Like those who once rallied to "The South Shall Rise Again,"
the Tea Party rises in righteous resistance to reclaim the
way we never were.  It draws its energy from an imaginary
past.  But that same fantasy disarms it.  After all, what
helped set off the uproar a year or so ago were government
bailouts of Wall Street fat cats.  Tea Party militants,
however, have reset their sights not on big business and
finance-such anti- capitalism cuts to close to home-but on
the leviathan state, in particular what's left of its
social-welfare apparatus.  Back to the future may tickle the
fancy and win votes but, without a real alternative to
corporate capitalism and the welfare state, "don't tread on
me" is an idle boast.

Can we say something similar today about the labor movement
and the broader "Left" with which it is loosely identified?
Traditionally, the Left was (by definition) future-oriented,
a main branch on the tree of Forward Progress.  No more!
From the day it assumed power (and even before then), the
Obama administration has been relentlessly compared to FDR's
New Deal administration.  Some people think it has fallen
short, even way short, others think it has come closer or as
close as is feasible.  No matter the particular assessment,
the far horizon of possibility for those in the progressive
community seems to remain the restoration of the New Deal
order in one updated form or another.  This is our "lost
cause," a seventy-five- year-old movement invented to put
back together a bygone form of capitalism, resurrected now
but without even the more radical forms of egalitarian anti-
capitalism that were once part of the New Deal heritage.  Is
there no life after capitalism?  Who, then, is a prisoner of
the past?  Are we the true conservatives?

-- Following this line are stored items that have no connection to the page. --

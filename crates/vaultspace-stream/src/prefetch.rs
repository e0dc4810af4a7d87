//! Fetch sizing for sequential playback.

use vaultspace_core::config::StreamingConfig;

/// Decides how many bytes to fetch past a cache miss
///
/// With a bitrate hint the chunk covers `seconds` of playback, clamped to
/// `[min_bytes, max_bytes]`. Without one the minimum is used.
#[derive(Debug, Clone, Copy, PartialEq, Eq)]
pub struct PrefetchPolicy {
    pub min_bytes: u64,
    pub max_bytes: u64,
    pub seconds: u64,
}

impl Default for PrefetchPolicy {
    fn default() -> Self {
        Self::from(&StreamingConfig::default())
    }
}

impl From<&StreamingConfig> for PrefetchPolicy {
    fn from(config: &StreamingConfig) -> Self {
        Self {
            min_bytes: config.min_prefetch_bytes,
            max_bytes: config.max_prefetch_bytes.max(config.min_prefetch_bytes),
            seconds: config.prefetch_seconds,
        }
    }
}

impl PrefetchPolicy {
    /// Chunk size for a reader with an optional bitrate in bytes per second
    #[must_use]
    pub fn chunk_for(&self, bytes_per_sec: Option<u64>) -> u64 {
        match bytes_per_sec {
            Some(rate) if rate > 0 => rate
                .saturating_mul(self.seconds)
                .clamp(self.min_bytes, self.max_bytes),
            _ => self.min_bytes,
        }
    }
}

#[cfg(test)]
mod tests {
    use super::*;

    const KIB: u64 = 1024;
    const MIB: u64 = 1024 * KIB;

    #[test]
    fn test_defaults_match_config() {
        let policy = PrefetchPolicy::default();
        assert_eq!(policy.min_bytes, 256 * KIB);
        assert_eq!(policy.max_bytes, 8 * MIB);
        assert_eq!(policy.seconds, 5);
    }

    #[test]
    fn test_chunk_without_hint_is_minimum() {
        let policy = PrefetchPolicy::default();
        assert_eq!(policy.chunk_for(None), 256 * KIB);
        assert_eq!(policy.chunk_for(Some(0)), 256 * KIB);
    }

    #[test]
    fn test_chunk_scales_with_bitrate() {
        let policy = PrefetchPolicy::default();
        // 320 kbit/s audio: 40 KiB/s for 5 s is below the minimum
        assert_eq!(policy.chunk_for(Some(40 * KIB)), 256 * KIB);
        // 8 Mbit/s video: 1 MiB/s for 5 s
        assert_eq!(policy.chunk_for(Some(MIB)), 5 * MIB);
        // 4K video saturates the maximum
        assert_eq!(policy.chunk_for(Some(10 * MIB)), 8 * MIB);
        assert_eq!(policy.chunk_for(Some(u64::MAX)), 8 * MIB);
    }
}
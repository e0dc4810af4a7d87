//! VaultSpace Core - Domain logic and business rules
//!
//! This crate contains the hexagonal architecture core with:
//! - **Domain entities** - `FileNode`, `CacheEntry`, `SyncCursor`, `ConflictRecord`, `ChangeEvent`
//! - **Port definitions** - Traits for adapters: `IRemoteDrive`, `IMetadataStore`
//! - **Error taxonomy** - `VaultError` and the per-boundary errors that feed it
//! - **Retry helpers** - Exponential backoff honouring provider rate-limit hints
//! - **Configuration** - YAML-backed engine settings
//!
//! # Architecture
//!
//! The domain module contains pure data and invariants with no I/O.
//! Ports define trait interfaces that adapter crates implement
//! (`vaultspace-cache` for the metadata store, a provider client for the
//! remote drive). The engine crates (`vaultspace-stream`, `vaultspace-sync`,
//! `vaultspace-vault`) only ever talk to ports.

pub mod config;
pub mod domain;
pub mod error;
pub mod ports;
pub mod retry;

#[cfg(any(test, feature = "test-support"))]
pub mod testing;

pub use error::{RemoteError, StoreError, VaultError};
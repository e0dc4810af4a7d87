//! Change notification bus
//!
//! Every mutation the coordinator applies to the metadata store is
//! published here. Subscribers get each event at least once while they
//! keep up; a subscriber that falls behind the buffer receives a single
//! [`ChangeEvent::Resync`] and continues from the oldest retained event.

use tokio::sync::broadcast;
use tokio::sync::broadcast::error::{RecvError, TryRecvError};
use tracing::{trace, warn};
use vaultspace_core::domain::ChangeEvent;

/// Fan-out channel for [`ChangeEvent`]s
#[derive(Debug, Clone)]
pub struct EventBus {
    tx: broadcast::Sender<ChangeEvent>,
}

impl EventBus {
    /// Creates a bus retaining up to `capacity` undelivered events per
    /// subscriber
    #[must_use]
    pub fn new(capacity: usize) -> Self {
        let (tx, _) = broadcast::channel(capacity.max(1));
        Self { tx }
    }

    /// Publishes an event; a bus with no subscribers drops it
    pub fn publish(&self, event: ChangeEvent) {
        trace!(event = ?event, "Publishing change event");
        let _ = self.tx.send(event);
    }

    /// New subscription starting at the next published event
    #[must_use]
    pub fn subscribe(&self) -> Subscription {
        Subscription {
            rx: self.tx.subscribe(),
        }
    }

    /// Number of live subscriptions
    #[must_use]
    pub fn subscriber_count(&self) -> usize {
        self.tx.receiver_count()
    }
}

/// Receiving end of an [`EventBus`]
#[derive(Debug)]
pub struct Subscription {
    rx: broadcast::Receiver<ChangeEvent>,
}

impl Subscription {
    /// Waits for the next event; `None` once the bus is gone
    pub async fn recv(&mut self) -> Option<ChangeEvent> {
        match self.rx.recv().await {
            Ok(event) => Some(event),
            Err(RecvError::Lagged(missed)) => {
                warn!(missed, "Change subscriber lagged, requesting resync");
                Some(ChangeEvent::Resync)
            }
            Err(RecvError::Closed) => None,
        }
    }

    /// Next event if one is ready
    pub fn try_recv(&mut self) -> Option<ChangeEvent> {
        match self.rx.try_recv() {
            Ok(event) => Some(event),
            Err(TryRecvError::Lagged(missed)) => {
                warn!(missed, "Change subscriber lagged, requesting resync");
                Some(ChangeEvent::Resync)
            }
            Err(TryRecvError::Empty | TryRecvError::Closed) => None,
        }
    }
}
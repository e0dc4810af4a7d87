//! Remote item snapshot
//!
//! Raw metadata for one item exactly as the remote drive reported it,
//! either from a full listing or from the change stream. It is a
//! value object: the sync coordinator maps it onto `FileNode`s.

use chrono::{DateTime, Utc};
use serde::{Deserialize, Serialize};

use super::file_node::FOLDER_MIME_TYPE;
use super::newtypes::{NodeId, RevisionTag};

/// One item reported by the remote drive
#[derive(Debug, Clone, PartialEq, Eq, Serialize, Deserialize)]
pub struct RemoteItem {
    /// Provider-assigned identifier
    pub id: NodeId,
    /// Containing folder (root sentinel for top-level items)
    pub parent_id: NodeId,
    /// Item name
    pub name: String,
    /// Provider mime type
    pub mime_type: String,
    /// Size in bytes (zero for folders and deletions)
    pub size_bytes: u64,
    /// Current revision (None for deleted items)
    pub revision_tag: Option<RevisionTag>,
    /// Last remote modification time
    pub modified_at: Option<DateTime<Utc>>,
    /// Whether the change stream reports this item as removed
    pub is_deleted: bool,
}

impl RemoteItem {
    /// A live file
    #[must_use]
    pub fn file(
        id: NodeId,
        parent_id: NodeId,
        name: impl Into<String>,
        mime_type: impl Into<String>,
        size_bytes: u64,
        revision_tag: RevisionTag,
    ) -> Self {
        Self {
            id,
            parent_id,
            name: name.into(),
            mime_type: mime_type.into(),
            size_bytes,
            revision_tag: Some(revision_tag),
            modified_at: Some(Utc::now()),
            is_deleted: false,
        }
    }

    /// A live folder
    #[must_use]
    pub fn folder(
        id: NodeId,
        parent_id: NodeId,
        name: impl Into<String>,
        revision_tag: RevisionTag,
    ) -> Self {
        Self {
            id,
            parent_id,
            name: name.into(),
            mime_type: FOLDER_MIME_TYPE.to_string(),
            size_bytes: 0,
            revision_tag: Some(revision_tag),
            modified_at: Some(Utc::now()),
            is_deleted: false,
        }
    }

    /// A deletion marker from the change stream
    #[must_use]
    pub fn deleted(id: NodeId, parent_id: NodeId) -> Self {
        Self {
            id,
            parent_id,
            name: String::new(),
            mime_type: String::new(),
            size_bytes: 0,
            revision_tag: None,
            modified_at: None,
            is_deleted: true,
        }
    }

    /// Returns true for folders
    #[must_use]
    pub fn is_folder(&self) -> bool {
        self.mime_type == FOLDER_MIME_TYPE
    }
}
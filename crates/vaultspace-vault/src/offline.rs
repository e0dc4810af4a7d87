//! Remote drive stand-in for running without a provider connection.

use async_trait::async_trait;
use bytes::Bytes;
use vaultspace_core::domain::{NodeId, RemoteItem, SyncCursor};
use vaultspace_core::ports::{ChangeBatch, IRemoteDrive, UploadReceipt};
use vaultspace_core::RemoteError;

/// An `IRemoteDrive` that is never reachable
///
/// Every call fails with `RemoteError::TransientIo`, so anything that only
/// touches the local store (listings, search, conflict decisions, the
/// upload ledger) keeps working while sync cycles fail and back off.
#[derive(Debug, Default, Clone, Copy)]
pub struct OfflineDrive;

fn offline<T>() -> Result<T, RemoteError> {
    Err(RemoteError::TransientIo("remote drive is offline".to_string()))
}

#[async_trait]
impl IRemoteDrive for OfflineDrive {
    async fn start_cursor(&self) -> Result<SyncCursor, RemoteError> {
        offline()
    }

    async fn list_changes(&self, _cursor: &SyncCursor) -> Result<ChangeBatch, RemoteError> {
        offline()
    }

    async fn list_all(&self, _parent_id: &NodeId) -> Result<Vec<RemoteItem>, RemoteError> {
        offline()
    }

    async fn fetch_range(
        &self,
        _file_id: &NodeId,
        _start: u64,
        _end: u64,
    ) -> Result<Bytes, RemoteError> {
        offline()
    }

    async fn upload(
        &self,
        _data: Bytes,
        _parent_id: &NodeId,
        _name: &str,
        _mime_type: &str,
    ) -> Result<UploadReceipt, RemoteError> {
        offline()
    }

    async fn update_content(
        &self,
        _file_id: &NodeId,
        _data: Bytes,
    ) -> Result<UploadReceipt, RemoteError> {
        offline()
    }

    async fn delete(&self, _remote_id: &NodeId) -> Result<(), RemoteError> {
        offline()
    }

    async fn rename(&self, _remote_id: &NodeId, _new_name: &str) -> Result<RemoteItem, RemoteError> {
        offline()
    }

    async fn create_folder(
        &self,
        _parent_id: &NodeId,
        _name: &str,
    ) -> Result<RemoteItem, RemoteError> {
        offline()
    }
}
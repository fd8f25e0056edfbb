use crate::config::ConfigError;
use crate::fragment::FragmentError;
use crate::peptide::PeptideId;

/// Errors that abort an index build.
///
/// A failed build never yields a partial index.
#[derive(Debug, thiserror::Error)]
pub enum BuildError {
    /// The configuration handed to the builder is invalid
    #[error("Configuration error: {0}")]
    Config(#[from] ConfigError),

    /// A peptide could not be fragmented
    #[error("Failed to fragment peptide {peptide}: {source}")]
    Fragment {
        /// Offending peptide
        peptide: PeptideId,
        /// Underlying failure
        #[source]
        source: FragmentError,
    },

    /// A peptide id handed to the builder is not in the peptide table
    #[error("Peptide {0} is not in the peptide table")]
    UnknownPeptide(PeptideId),

    /// Memory for fragment storage could not be reserved
    #[error("Out of memory reserving {requested} fragment slots after {peptides_processed} peptides")]
    OutOfMemory {
        /// Peptides fully processed before the failure
        peptides_processed: usize,
        /// Number of slots that were requested
        requested: usize,
    },

    /// The abort flag was raised
    #[error("Index build cancelled after {peptides_processed} peptides")]
    Cancelled {
        /// Peptides fully processed before the build stopped
        peptides_processed: usize,
    },

    /// The worker thread pool could not be created
    #[error("Failed to create build thread pool: {0}")]
    ThreadPool(#[from] rayon::ThreadPoolBuildError),

    /// A partition worker panicked
    #[error("Build worker for partition {partition} panicked")]
    WorkerPanicked {
        /// Partition the worker was responsible for
        partition: usize,
    },
}
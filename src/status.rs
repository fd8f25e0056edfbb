//! Progress reporting and cooperative cancellation for long running builds.

use std::sync::atomic::{AtomicBool, Ordering};
use std::sync::Arc;

use crossbeam_channel::Sender;

/// Receives human readable status messages.
///
/// Sinks are shared between build workers and must serialize their own
/// writes. Reporting is best effort: a sink that drops messages never affects
/// the build result.
pub trait StatusSink: Send + Sync {
    /// Report the current status
    fn set_status(&self, status: &str);
}

/// Forwards status messages to the `log` facade at info level
#[derive(Debug, Default, Clone, Copy)]
pub struct LogStatus;

impl StatusSink for LogStatus {
    fn set_status(&self, status: &str) {
        log::info!("{}", status);
    }
}

/// Discards all status messages
#[derive(Debug, Default, Clone, Copy)]
pub struct NullStatus;

impl StatusSink for NullStatus {
    fn set_status(&self, _status: &str) {}
}

/// Sends status messages over a channel, e.g. to a UI thread
#[derive(Debug, Clone)]
pub struct ChannelStatus {
    sender: Sender<String>,
}

impl ChannelStatus {
    /// Wrap the sending half of a channel
    pub fn new(sender: Sender<String>) -> Self {
        Self { sender }
    }
}

impl StatusSink for ChannelStatus {
    fn set_status(&self, status: &str) {
        // receiver gone: nobody is listening any more
        let _ = self.sender.send(status.to_string());
    }
}

impl<S: StatusSink + ?Sized> StatusSink for &S {
    fn set_status(&self, status: &str) {
        (**self).set_status(status)
    }
}

impl<S: StatusSink + ?Sized> StatusSink for Arc<S> {
    fn set_status(&self, status: &str) {
        (**self).set_status(status)
    }
}

/// Shared cancellation flag.
///
/// Cloning yields a handle to the same flag. Workers poll it at coarse
/// intervals; peptides already being fragmented are finished first.
#[derive(Debug, Clone, Default)]
pub struct AbortFlag(Arc<AtomicBool>);

impl AbortFlag {
    /// A flag that is not raised
    pub fn new() -> Self {
        Self::default()
    }

    /// Request cancellation
    pub fn abort(&self) {
        self.0.store(true, Ordering::Release);
    }

    /// Whether cancellation was requested
    pub fn is_aborted(&self) -> bool {
        self.0.load(Ordering::Acquire)
    }

    /// Lower the flag again so the handle can be reused
    pub fn reset(&self) {
        self.0.store(false, Ordering::Release);
    }
}
//! # Candidate Scoring
//!
//! For every peak of a spectrum the index is asked which peptides have a
//! fragment at that mass. The fraction of all indexed fragments that fall
//! into the peak's window is the probability of a random match; multiplying
//! these probabilities over all peaks a peptide explains gives its
//! occurrence score. Lower scores are better.
//!
//! ```rust
//! use xlfrag::prelude::*;
//!
//! let residues = ResidueTable::standard();
//! let peptides = PeptideTable::from_peptides(
//!     ["KKKKKKKK", "KKKYYKKK"]
//!         .iter()
//!         .map(|s| Peptide::parse(s, &residues))
//!         .collect::<Result<Vec<_>, _>>()?,
//! );
//! let config = SearchConfig::new(Tolerance::ppm(20.0)).with_parallelism(1, None);
//! let (index, _) = IndexBuilder::new(&config).with_status(&NullStatus).build(&peptides)?;
//!
//! let y2 = 2.0 * 128.094963 + WATER_MASS + PROTON_MASS;
//! let spectrum = Spectrum::builder("scan=1").add_peak(y2, 100.0).build();
//!
//! let ranker = CandidateRanker::new(&index, &peptides, &config);
//! let candidates = ranker.alpha_candidates(&spectrum, f64::MAX);
//! assert_eq!(candidates.len(), 2);
//! # Ok::<(), Box<dyn std::error::Error>>(())
//! ```

mod occurrence;
mod ranker;


pub use occurrence::OccurrenceScores;
pub use ranker::{CandidatePair, CandidateRanker, RankedCandidate, ScoredCandidate, NEVER_MATCHED};
use std::collections::HashMap;
use std::fmt;
use std::sync::Arc;

/// Monoisotopic residue masses of the standard amino acids (plus selenocysteine
/// and pyrrolysine).
pub const STANDARD_RESIDUES: [(char, f64); 22] = [
    ('A', 71.037114),
    ('C', 103.009184),
    ('D', 115.026943),
    ('E', 129.042593),
    ('F', 147.068414),
    ('G', 57.021464),
    ('H', 137.058912),
    ('I', 113.084064),
    ('K', 128.094963),
    ('L', 113.084064),
    ('M', 131.040485),
    ('N', 114.042927),
    ('P', 97.052764),
    ('Q', 128.058578),
    ('R', 156.101111),
    ('S', 87.032028),
    ('T', 101.047678),
    ('V', 99.068414),
    ('W', 186.079313),
    ('Y', 163.063329),
    ('U', 168.053),
    ('O', 255.31),
];

/// A single (possibly modified) residue of a peptide.
#[derive(Debug, Clone, PartialEq)]
pub struct Residue {
    /// One-letter code of the unmodified amino acid
    pub base: char,
    /// Name of the modification, e.g. `ox` for `Mox`
    pub modification: Option<Arc<str>>,
    /// Residue mass including the modification
    pub mass: f64,
}

impl Residue {
    /// An unmodified residue
    pub fn new(base: char, mass: f64) -> Self {
        Self {
            base,
            modification: None,
            mass,
        }
    }

    /// Returns true if the residue carries a modification
    pub fn is_modified(&self) -> bool {
        self.modification.is_some()
    }
}

impl fmt::Display for Residue {
    fn fmt(&self, f: &mut fmt::Formatter<'_>) -> fmt::Result {
        match &self.modification {
            Some(m) => write!(f, "{}{}", self.base, m),
            None => write!(f, "{}", self.base),
        }
    }
}

/// Lookup from residue symbol (`K`, `Mox`, ...) to [`Residue`].
///
/// There is no process-wide registry: every search builds its own table and
/// hands it to the sequence parser.
#[derive(Debug, Clone)]
pub struct ResidueTable {
    residues: HashMap<String, Residue>,
}

impl Default for ResidueTable {
    fn default() -> Self {
        Self::standard()
    }
}

impl ResidueTable {
    /// A table without any residues
    pub fn empty() -> Self {
        Self {
            residues: HashMap::new(),
        }
    }

    /// The standard amino acids
    pub fn standard() -> Self {
        let residues = STANDARD_RESIDUES
            .iter()
            .map(|&(code, mass)| (code.to_string(), Residue::new(code, mass)))
            .collect();
        Self { residues }
    }

    /// Register a modified residue named `<base><name>` (e.g. `Mox`) whose
    /// mass is the base residue's mass plus `mass_delta`.
    ///
    /// Returns `None` if `base` is not a known unmodified residue.
    pub fn add_modification(&mut self, name: &str, base: char, mass_delta: f64) -> Option<&Residue> {
        let base_mass = self.residues.get(base.to_string().as_str())?.mass;
        let residue = Residue {
            base,
            modification: Some(Arc::from(name)),
            mass: base_mass + mass_delta,
        };
        let symbol = residue.to_string();
        self.residues.insert(symbol.clone(), residue);
        self.residues.get(&symbol)
    }

    /// Register an unmodified residue, replacing any residue with the same code
    pub fn insert(&mut self, base: char, mass: f64) {
        self.residues.insert(base.to_string(), Residue::new(base, mass));
    }

    /// Resolve a symbol such as `K` or `Mox`
    pub fn get(&self, symbol: &str) -> Option<&Residue> {
        self.residues.get(symbol)
    }

    /// Number of known residues (modified variants included)
    pub fn len(&self) -> usize {
        self.residues.len()
    }

    /// Returns true if no residues are known
    pub fn is_empty(&self) -> bool {
        self.residues.is_empty()
    }

    /// Smallest residue mass in the table
    pub fn minimum_mass(&self) -> Option<f64> {
        self.residues
            .values()
            .map(|r| r.mass)
            .min_by(|a, b| a.total_cmp(b))
    }
}

#[cfg(test)]
mod tests {
    use super::*;

    #[test]
    fn test_standard_table() {
        let table = ResidueTable::standard();
        assert_eq!(table.len(), 22);
        assert_eq!(table.get("K").map(|r| r.mass), Some(128.094963));
        assert_eq!(table.minimum_mass(), Some(57.021464));
    }

    #[test]
    fn test_add_modification() {
        let mut table = ResidueTable::standard();
        let mox = table.add_modification("ox", 'M', 15.99491).cloned().unwrap();
        assert_eq!(mox.to_string(), "Mox");
        assert!(mox.is_modified());
        assert!((mox.mass - (131.040485 + 15.99491)).abs() < 1e-9);
        assert_eq!(table.get("Mox"), Some(&mox));
    }

    #[test]
    fn test_add_modification_unknown_base() {
        let mut table = ResidueTable::standard();
        assert!(table.add_modification("ox", 'J', 15.99491).is_none());
    }
}
use super::*;
use crate::chemistry::{ResidueTable, WATER_MASS};
use crate::tolerance::{MassRange, Tolerance};

const K: f64 = 128.094963;
const Y: f64 = 163.063329;

fn table() -> ResidueTable {
    let mut table = ResidueTable::standard();
    table.add_modification("ox", 'M', 15.99491);
    table
}

#[test]
fn test_parse_and_mass() {
    let p = Peptide::parse("KKKKKKKK", &table()).unwrap();
    assert_eq!(p.len(), 8);
    assert!((p.mass() - (8.0 * K + WATER_MASS)).abs() < 1e-9);
    assert_eq!(p.to_string(), "KKKKKKKK");
    assert!(!p.is_modified());
}

#[test]
fn test_parse_modified() {
    let p = Peptide::parse("PEMoxK", &table()).unwrap();
    assert_eq!(p.len(), 4);
    assert_eq!(p.to_string(), "PEMoxK");
    assert_eq!(p.base_sequence(), "PEMK");
    assert!(p.is_modified());
}

#[test]
fn test_parse_errors() {
    let t = table();
    assert_eq!(Peptide::parse("", &t), Err(SequenceError::Empty));
    assert_eq!(
        Peptide::parse("PEPJ", &t),
        Err(SequenceError::UnknownResidue {
            symbol: "J".to_string(),
            position: 3
        })
    );
    assert_eq!(
        Peptide::parse("KMfooK", &t),
        Err(SequenceError::UnknownResidue {
            symbol: "Mfoo".to_string(),
            position: 1
        })
    );
    assert!(matches!(
        Peptide::parse("oxK", &t),
        Err(SequenceError::InvalidCharacter { character: 'o', offset: 0 })
    ));
}

#[test]
fn test_table_assigns_dense_ids() {
    let t = table();
    let mut peptides = PeptideTable::new();
    let a = peptides.push(Peptide::parse("KKKYYKKK", &t).unwrap());
    let b = peptides.push(Peptide::parse("KKKKKKKK", &t).unwrap());
    assert_eq!(a, PeptideId(0));
    assert_eq!(b, PeptideId(1));
    assert_eq!(peptides.get(b).map(|p| p.id()), Some(b));
    assert!(peptides.get(PeptideId(2)).is_none());

    // the lighter peptide sorts first
    assert_eq!(peptides.ids_by_mass(), &[b, a]);
    assert!((peptides.max_mass().unwrap() - (6.0 * K + 2.0 * Y + WATER_MASS)).abs() < 1e-9);
}

#[test]
fn test_mass_range_lookup() {
    let t = table();
    let peptides = PeptideTable::from_peptides(
        ["GG", "KK", "YY", "KKKK"]
            .iter()
            .map(|s| Peptide::parse(s, &t).unwrap()),
    );

    let kk = 2.0 * K + WATER_MASS;
    let ids = peptides.ids_in_mass_range(MassRange::new(kk, kk));
    assert_eq!(ids, &[PeptideId(1)]);

    let ids = peptides.ids_in_mass_range(MassRange::new(0.0, 1000.0));
    assert_eq!(ids.len(), 4);

    let found: Vec<_> = peptides
        .peptides_for_mass(kk + 0.001, kk, &Tolerance::ppm(10.0))
        .map(|p| p.to_string())
        .collect();
    assert_eq!(found, vec!["KK".to_string()]);

    assert!(peptides.ids_in_mass_range(MassRange::new(10.0, 5.0)).is_empty());
}
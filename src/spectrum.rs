//! MS2 spectra as seen by the candidate ranker.
//!
//! Preprocessing (deisotoping, denoising, charge reduction) happens before a
//! spectrum gets here; this module only holds the peaks and the precursor.

use serde::{Deserialize, Serialize};

use crate::chemistry::PROTON_MASS;

/// A single centroided peak
#[derive(Debug, Clone, Copy, PartialEq, Serialize, Deserialize)]
pub struct Peak {
    /// Mass-to-charge ratio
    pub mz: f64,
    /// Peak intensity
    pub intensity: f64,
}

impl Peak {
    /// Create a peak
    pub fn new(mz: f64, intensity: f64) -> Self {
        Self { mz, intensity }
    }
}

/// A fragmentation spectrum with its precursor information.
///
/// Peaks are kept sorted ascending by m/z.
#[derive(Debug, Clone, PartialEq)]
pub struct Spectrum {
    id: String,
    precursor_mz: f64,
    precursor_charge: u8,
    precursor_mass: f64,
    peaks: Vec<Peak>,
}

impl Spectrum {
    /// Start building a spectrum
    pub fn builder(id: impl Into<String>) -> SpectrumBuilder {
        SpectrumBuilder::new(id)
    }

    /// Spectrum identifier (title or native id)
    pub fn id(&self) -> &str {
        &self.id
    }

    /// Precursor m/z
    pub fn precursor_mz(&self) -> f64 {
        self.precursor_mz
    }

    /// Precursor charge state
    pub fn precursor_charge(&self) -> u8 {
        self.precursor_charge
    }

    /// Neutral precursor mass
    pub fn precursor_mass(&self) -> f64 {
        self.precursor_mass
    }

    /// Peaks sorted by m/z
    pub fn peaks(&self) -> &[Peak] {
        &self.peaks
    }

    /// Number of peaks
    pub fn len(&self) -> usize {
        self.peaks.len()
    }

    /// Returns true if the spectrum has no peaks
    pub fn is_empty(&self) -> bool {
        self.peaks.is_empty()
    }
}

/// Builder for [`Spectrum`]
#[derive(Debug, Clone)]
pub struct SpectrumBuilder {
    id: String,
    precursor_mz: f64,
    precursor_charge: u8,
    precursor_mass: Option<f64>,
    peaks: Vec<Peak>,
}

impl SpectrumBuilder {
    /// Create a builder for a spectrum without precursor and peaks
    pub fn new(id: impl Into<String>) -> Self {
        Self {
            id: id.into(),
            precursor_mz: 0.0,
            precursor_charge: 1,
            precursor_mass: None,
            peaks: Vec::new(),
        }
    }

    /// Set precursor m/z and charge
    pub fn precursor(mut self, mz: f64, charge: u8) -> Self {
        self.precursor_mz = mz;
        self.precursor_charge = charge.max(1);
        self
    }

    /// Set the neutral precursor mass directly instead of deriving it from m/z
    pub fn precursor_mass(mut self, mass: f64) -> Self {
        self.precursor_mass = Some(mass);
        self
    }

    /// Add a single peak
    pub fn add_peak(mut self, mz: f64, intensity: f64) -> Self {
        self.peaks.push(Peak::new(mz, intensity));
        self
    }

    /// Add many peaks
    pub fn peaks<I: IntoIterator<Item = Peak>>(mut self, peaks: I) -> Self {
        self.peaks.extend(peaks);
        self
    }

    /// Finish the spectrum; peaks with a non-finite m/z are discarded.
    pub fn build(self) -> Spectrum {
        let mut peaks = self.peaks;
        peaks.retain(|p| p.mz.is_finite());
        peaks.sort_by(|a, b| a.mz.total_cmp(&b.mz));

        let precursor_mass = self
            .precursor_mass
            .unwrap_or_else(|| (self.precursor_mz - PROTON_MASS) * f64::from(self.precursor_charge));

        Spectrum {
            id: self.id,
            precursor_mz: self.precursor_mz,
            precursor_charge: self.precursor_charge,
            precursor_mass,
            peaks,
        }
    }
}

Living too much in the past is not, then, strictly a right-
wing pathology.  However, it would also be wrong to conclude
that social movements rooted in the past are inevitably
poisoned at the source.  On the contrary, many of our
country's most notable insurgencies have looked both
backward and forward as they struggled to free themselves
from systems of exploitation and oppression.

Take the early-nineteenth-century labor movement. Artisans
enmeshed in handicraft production were threatened by the
emergence of the factory system and the farming out of work
to the countryside by merchant capitalists (the original
form of outsourcing).  They mounted a fierce resistance.  On
the one hand, these apprentice and journeymen craftsmen
looked to the past. They demanded that the customary
practice of "just" wages and prices that, for generations,
had defined the "moral economy"-long before the advent of
the free market and "free" wage labor-should continue to
insure their social identity and social well-being.  At the
same time, they broke free of the hierarchical and
patriarchal structures of handicraft work and the household
economy, welcomed the opportunities for social and economic
mobility opened up by the new capitalism (this was back when
capitalism truly functioned as a leveling force, breaking
apart the traditional deferential order of things), and
became champions of democratic political reform in the age
of Andrew Jackson.

A half-century later, the country was alive with social
upheavals powered by this same dynamic.  Populist rhetoric,
for example, regularly conjured up images of Jeffersonian
freeholder agriculture, a mythic romance of self-sufficient
farm communities, proud of their independence and rough
equality.  This yeoman farmer idyll was their "lost cause,"
a pastoral collective memory marshaled against the predatory
forces of global capitalism: Eastern and British banks, the
railroads, farm-machinery oligopolies, grain-elevator
operators, and commodity speculators.

But what gave the movement true grit, what freed it of
sentimental fantasizing and won it legions of committed
crusaders, was its breakthrough vision of the future,
something Populists called the "cooperative commonwealth."
This was to be a world of modern, mechanized agriculture, to
be sure, but one freed of the ravages of the free market.
Cooperative enterprises in purchasing, credit, marketing,
distribution, and storage of farm commodities would
intercept the "invisible hand" at every point along what
today we might call the "supply chain," stopping it from
driving independent farmers off the land. Putting aside
their inherited Jeffersonian suspicion of big government,
Populists also called for the nationalization of the
railroads.  And they proposed that the federal treasury
stamp out wild oscillations in the prices of agricultural
goods and the massively destructive role of commodity
speculators by a timed withholding and releasing of crops
into the global marketplace so as to insure stable prices
that would keep farming a viable way of life.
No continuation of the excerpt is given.